I am writing to inquire about a problem I keep running into while running DESeq2. After running DESeq2 comparing two samples, I encounter an issue where I get >10000 differentially expressed genes. Furthermore, I have been getting a couple thousand genes that has a padj of 0 or negligibly close to zero (e.g. 2E-320). I've pasted below a PCA plot of the samples. The samples I directly compared were the MII oocyte and secondary follicle oocytes. Comparing them either in vitro or in vivo also resulted in the same problem. I've also attached a volcano plot for reference as well. Lastly, I've pasted my R Session below as well:
library(DESeq2)
> setwd("/Users/anjalimohan/Desktop/Research/Hikabe/")
> list.files()
[1] "All_TPM_Maths.csv" "All_TPMs.csv" "All_TPMs.xlsx" "counts.txt"
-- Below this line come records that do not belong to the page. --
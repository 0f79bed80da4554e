use crate::OutputFormat;
use anyhow::Result;
use std::path::Path;

/// Output locations of the full pipeline
pub struct RunPaths<'a> {
    pub data_dir: &'a Path,
    pub db: &'a Path,
    pub reports_dir: &'a Path,
}

/// Generate, load, analyze and report in one pass
pub fn execute(
    count: usize,
    seed: Option<u64>,
    tables_path: Option<&Path>,
    paths: RunPaths<'_>,
    format: OutputFormat,
) -> Result<()> {
    let seed = super::generate::resolve_seed(seed);
    let pretty = format == OutputFormat::Pretty;

    tracing::info!("Step 1/4: generating {} sessions (seed {})", count, seed);
    let tables = super::generate::load_tables(tables_path)?;
    let dataset = super::generate::generate_dataset(count, seed, &tables, pretty)?;
    let files = super::generate::save_dataset(&dataset, paths.data_dir)?;

    tracing::info!("Step 2/4: loading into {}", paths.db.display());
    let loaded = super::load::load_into_store(&dataset, paths.db)?;

    tracing::info!("Step 3/4: analyzing funnel");
    let funnel = super::funnel::analyze_funnel(&dataset.sessions);

    tracing::info!("Step 4/4: writing reports");
    let store = super::open_store(paths.db)?;
    let (data, plan) = super::report::collect(&dataset.sessions, &store)?;
    let reports = crate::report::write_reports(&data, &plan, paths.reports_dir)?;

    match format {
        OutputFormat::Json => crate::print_json(&serde_json::json!({
            "dataset": files,
            "loaded": loaded,
            "funnel": funnel,
            "reports": reports,
        }))?,
        OutputFormat::Table => {
            println!("Metric,Value");
            println!("Seed,{}", seed);
            println!("Sessions,{}", loaded.sessions);
            println!("Events,{}", loaded.events);
            println!(
                "Overall Conversion Rate (%),{:.2}",
                funnel.metrics.overall_conversion_rate
            );
            println!("Bottlenecks,{}", funnel.bottlenecks.len());
            println!("Reports,{}", paths.reports_dir.display());
        }
        OutputFormat::Pretty => {
            use console::style;
            println!(
                "{} Generated {} sessions and {} events (seed {})",
                style("✓").green(),
                files.sessions,
                files.events,
                seed
            );
            println!("{} Loaded into {}", style("✓").green(), paths.db.display());
            super::funnel::output_pretty(&funnel);
            super::report::print_files(&reports, format)?;
        }
    }

    Ok(())
}
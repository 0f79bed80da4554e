use crate::bottleneck::{Bottleneck, Severity};
use funnelscope_core::analysis::{CartAbandonment, SegmentRow};
use serde::{Deserialize, Serialize};
use std::fmt;

/// Bottleneck items taken into the plan
const MAX_BOTTLENECK_ITEMS: usize = 3;

#[derive(Debug, Clone, Copy, PartialEq, Eq, Serialize, Deserialize)]
pub enum Impact {
    Medium,
    High,
}

impl fmt::Display for Impact {
    fn fmt(&self, f: &mut fmt::Formatter<'_>) -> fmt::Result {
        f.write_str(match self {
            Impact::Medium => "Medium",
            Impact::High => "High",
        })
    }
}

/// One row of the recommendations sheet
#[derive(Debug, Clone, PartialEq, Serialize, Deserialize)]
pub struct ActionItem {
    pub priority: String,
    pub category: String,
    pub issue: String,
    pub current_rate: String,
    pub recommendation: String,
    pub expected_impact: Impact,
}

/// Prioritized recommendations, `P1` first.
///
/// `sources` and `devices` are segment rows by traffic source and device. The
/// best source is the one with the most conversions, first row on ties.
pub fn build_action_plan(
    bottlenecks: &[Bottleneck],
    sources: &[SegmentRow],
    cart: &CartAbandonment,
    devices: &[SegmentRow],
) -> Vec<ActionItem> {
    let mut drafts: Vec<(String, String, String, String, Impact)> = Vec::new();

    for b in bottlenecks.iter().take(MAX_BOTTLENECK_ITEMS) {
        let impact = if b.severity >= Severity::High {
            Impact::High
        } else {
            Impact::Medium
        };
        drafts.push((
            "Conversion Optimization".into(),
            format!("High drop-off at {}", b.stage()),
            format!("{:.1}% drop-off", b.drop_off_rate),
            b.recommendation.clone(),
            impact,
        ));
    }

    let best = sources.iter().fold(None::<&SegmentRow>, |best, row| match best {
        Some(b) if b.conversions >= row.conversions => Some(b),
        _ => Some(row),
    });
    if let Some(best) = best {
        drafts.push((
            "Marketing Optimization".into(),
            "Maximize high-performing channels".into(),
            format!("{:.2}% CR", best.conversion_rate),
            format!(
                "Increase budget for {} (best ROI: {:.2}%)",
                best.segment, best.roi
            ),
            Impact::High,
        ));
    }

    drafts.push((
        "Cart Recovery".into(),
        "High cart abandonment".into(),
        format!("{:.1}% abandonment", cart.abandonment_rate),
        "Implement cart recovery email campaigns within 1 hour and 24 hours of abandonment"
            .into(),
        Impact::High,
    ));

    if let Some(mobile) = devices.iter().find(|d| d.segment == "Mobile") {
        drafts.push((
            "Mobile Optimization".into(),
            "Mobile conversion gap".into(),
            format!("{:.2}% mobile CR", mobile.conversion_rate),
            "Optimize mobile checkout flow, implement one-click payment options".into(),
            Impact::Medium,
        ));
    }

    drafts.push((
        "Customer Retention".into(),
        "Increase repeat purchases".into(),
        "Variable".into(),
        "Launch loyalty program, send personalized product recommendations".into(),
        Impact::Medium,
    ));

    tracing::debug!("Action plan built with {} items", drafts.len());

    drafts
        .into_iter()
        .enumerate()
        .map(
            |(i, (category, issue, current_rate, recommendation, expected_impact))| ActionItem {
                priority: format!("P{}", i + 1),
                category,
                issue,
                current_rate,
                recommendation,
                expected_impact,
            },
        )
        .collect()
}
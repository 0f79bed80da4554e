use anyhow::Result;
use clap::Command;
use clap_complete::{Shell, generate};
use std::io;

/// Execute the completion command - generates completion script to stdout
pub fn execute(shell: Shell, cmd: &mut Command) -> Result<()> {
    let bin_name = cmd.get_name().to_string();
    generate(shell, cmd, bin_name, &mut io::stdout());
    Ok(())
}
use crate::error::Result;
use crate::schema::{PRAGMAS, SCHEMA, TIMESTAMP_FORMAT};
use funnelscope_core::dataset::Dataset;
use rusqlite::{Connection, Row, Transaction, params};
use serde::Serialize;
use std::path::{Path, PathBuf};

/// Rows written by [`FunnelStore::load`]
#[derive(Debug, Clone, Copy, PartialEq, Eq, Serialize)]
pub struct LoadSummary {
    pub sessions: usize,
    pub events: usize,
}

pub struct FunnelStore {
    pub(crate) conn: Connection,
    path: Option<PathBuf>,
}

impl FunnelStore {
    /// Open or create a store, creating missing parent directories
    pub fn open(path: &Path) -> Result<Self> {
        if let Some(parent) = path.parent()
            && !parent.as_os_str().is_empty()
        {
            std::fs::create_dir_all(parent)?;
        }

        tracing::debug!("Opening store at {}", path.display());
        let conn = Connection::open(path)?;
        Self::init(conn, Some(path.to_path_buf()))
    }

    pub fn open_in_memory() -> Result<Self> {
        Self::init(Connection::open_in_memory()?, None)
    }

    fn init(conn: Connection, path: Option<PathBuf>) -> Result<Self> {
        conn.execute_batch(PRAGMAS)?;
        conn.execute_batch(SCHEMA)?;
        Ok(Self { conn, path })
    }

    /// Database file, `None` for in-memory stores
    pub fn path(&self) -> Option<&Path> {
        self.path.as_deref()
    }

    /// Replace all stored rows with the dataset inside one transaction
    pub fn load(&mut self, dataset: &Dataset) -> Result<LoadSummary> {
        tracing::debug!(
            "Loading {} sessions and {} events",
            dataset.sessions.len(),
            dataset.events.len()
        );

        let tx = self.conn.transaction()?;
        tx.execute_batch("DELETE FROM events; DELETE FROM sessions;")?;
        Self::insert_sessions(&tx, dataset)?;
        Self::insert_events(&tx, dataset)?;
        tx.commit()?;

        let summary = LoadSummary {
            sessions: dataset.sessions.len(),
            events: dataset.events.len(),
        };
        tracing::info!(
            "Loaded {} sessions and {} events",
            summary.sessions,
            summary.events
        );
        Ok(summary)
    }

    fn insert_sessions(tx: &Transaction, dataset: &Dataset) -> Result<()> {
        let mut stmt = tx.prepare(
            "INSERT INTO sessions (
                session_id, user_id, timestamp, date, hour, day_of_week,
                traffic_source, device, location, category, is_returning,
                landed, viewed_product, added_to_cart, started_checkout, completed_purchase,
                session_duration_seconds, pages_viewed, bounced, revenue, ad_spend
             ) VALUES (?1, ?2, ?3, ?4, ?5, ?6, ?7, ?8, ?9, ?10, ?11, ?12, ?13, ?14, ?15,
                       ?16, ?17, ?18, ?19, ?20, ?21)",
        )?;

        for s in &dataset.sessions {
            stmt.execute(params![
                s.session_id as i64,
                s.user_id as i64,
                s.timestamp.format(TIMESTAMP_FORMAT).to_string(),
                s.date().to_string(),
                s.hour(),
                s.day_of_week(),
                s.traffic_source,
                s.device,
                s.location,
                s.category,
                s.is_returning,
                s.landed,
                s.viewed_product,
                s.added_to_cart,
                s.started_checkout,
                s.completed_purchase,
                s.session_duration_seconds,
                s.pages_viewed,
                s.bounced(),
                s.revenue,
                s.ad_spend,
            ])?;
        }
        Ok(())
    }

    fn insert_events(tx: &Transaction, dataset: &Dataset) -> Result<()> {
        let mut stmt = tx.prepare(
            "INSERT INTO events (event_id, session_id, user_id, timestamp, event_type, page)
             VALUES (?1, ?2, ?3, ?4, ?5, ?6)",
        )?;

        for e in &dataset.events {
            stmt.execute(params![
                e.event_id as i64,
                e.session_id as i64,
                e.user_id as i64,
                e.timestamp.format(TIMESTAMP_FORMAT).to_string(),
                e.event_type.as_str(),
                e.page.as_str(),
            ])?;
        }
        Ok(())
    }

    pub fn session_count(&self) -> Result<i64> {
        Ok(self
            .conn
            .query_row("SELECT COUNT(*) FROM sessions", [], |row| row.get(0))?)
    }

    pub fn event_count(&self) -> Result<i64> {
        Ok(self
            .conn
            .query_row("SELECT COUNT(*) FROM events", [], |row| row.get(0))?)
    }

    pub(crate) fn query_rows<T, F>(&self, sql: &str, map: F) -> Result<Vec<T>>
    where
        F: FnMut(&Row<'_>) -> rusqlite::Result<T>,
    {
        let mut stmt = self.conn.prepare(sql)?;
        let rows = stmt.query_map([], map)?;
        Ok(rows.collect::<rusqlite::Result<Vec<T>>>()?)
    }

    pub(crate) fn query_one<T, F>(&self, sql: &str, map: F) -> Result<T>
    where
        F: FnOnce(&Row<'_>) -> rusqlite::Result<T>,
    {
        Ok(self.conn.query_row(sql, [], map)?)
    }
}

#[cfg(test)]
pub(crate) mod fixtures {
    use funnelscope_core::dataset::Dataset;
    use funnelscope_core::simulate::{EventExpander, SessionGenerator};
    use funnelscope_core::SimulationTables;
    use rand::SeedableRng;
    use rand::rngs::StdRng;

    pub fn dataset(count: usize, seed: u64) -> Dataset {
        let tables = SimulationTables::default();
        let end = chrono::NaiveDate::from_ymd_opt(2026, 6, 30)
            .unwrap()
            .and_hms_opt(0, 0, 0)
            .unwrap();
        let generator = SessionGenerator::new(&tables).unwrap().with_window_end(end);
        let mut rng = StdRng::seed_from_u64(seed);
        let sessions = generator.generate(count, &mut rng).unwrap();
        let events = EventExpander::new().expand(&sessions, &mut rng);
        Dataset::new(sessions, events)
    }
}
[5] "counts.txt.summary" "countsonly_2ndfol.csv" "countsonly_copy.csv" "countsonly_MII.csv"
[9] "countsonly_PGCs.csv" "countsonly_vivo.csv" "countsonly.csv" "GTFs"
[13] "Metadata.csv" "Metadata1.csv" "Mouse_Gene_Reference_GRCm38.csv" "Results_Vitro"
[17] "results_vitro_2ndfol_MII_2.csv" "Results_Vivo" "SraRunTable.txt" "TPMs_Calc"
> somecounts <- read.delim("counts.txt", row.names=NULL, comment.char="#")
> countsonly <- cbind(somecounts[,1], somecounts[,7:29])
> write.csv(countsonly, "countsonly.csv", row.names= F)
>
> # Change naming scheme in notepad++
>
> countData <- read.delim("countsonly.csv", row.names = 1, header = TRUE, sep = ",")
> head(countData)
SRR3313577.bam SRR3313578.bam SRR3313579.bam SRR3313580.bam SRR3313581.bam SRR3313582.bam SRR3313583.bam SRR3313584.bam SRR3313585.bam
ENSMUSG00000102693 0 0 0 0 0 0 0 0 0
ENSMUSG00000064842 0 0 0 0 0 0 0 0 0
ENSMUSG00000051951 0 0 1 14 0 30 34 22 45
ENSMUSG00000102851 0 0 0 0 0 0 0 0 0
ENSMUSG00000103377 0 0 0 0 0 0 0 0 0
ENSMUSG00000104017 0 0 0 0 0 0 0 0 0
SRR3313586.bam SRR3313587.bam SRR3313588.bam SRR3313589.bam SRR3313590.bam SRR3313591.bam SRR3313592.bam SRR3313593.bam SRR3313594.bam
ENSMUSG00000102693 0 0 0 0 0 0 0 0 0
ENSMUSG00000064842 0 0 0 0 0 0 0 0 0
ENSMUSG00000051951 59 48 132 62 93 2 15 7 47
ENSMUSG00000102851 0 0 0 0 0 0 0 0 0
ENSMUSG00000103377 0 0 0 0 0 0 0 0 0
ENSMUSG00000104017 0 0 0 0 0 0 0 0 0
SRR3313595.bam SRR3313596.bam SRR3313597.bam SRR3313598.bam SRR3313599.bam
ENSMUSG00000102693 0 0 0 0 0
ENSMUSG00000064842 0 0 0 0 0
ENSMUSG00000051951 40 38 47 35 51
ENSMUSG00000102851 0 0 0 0 0
ENSMUSG00000103377 0 0 0 0 0
ENSMUSG00000104017 0 0 0 0 0
> groups <-read.csv("Metadata1.csv", row.names = NULL, header = T, sep = ",")
> head(groups)
Name Sample Type Group
1 SRR3313577.bam ESC vivo A
2 SRR3313578.bam ESC vivo A
3 SRR3313579.bam ESC vivo A
4 SRR3313580.bam PGCLC vitro B
5 SRR3313581.bam PGCLC vitro B
6 SRR3313582.bam PGCLC vitro C
> # Look at characteristics of data:
> str(groups)
'data.frame': 23 obs. of 4 variables:
$ Name : chr "SRR3313577.bam" "SRR3313578.bam" "SRR3313579.bam" "SRR3313580.bam" ...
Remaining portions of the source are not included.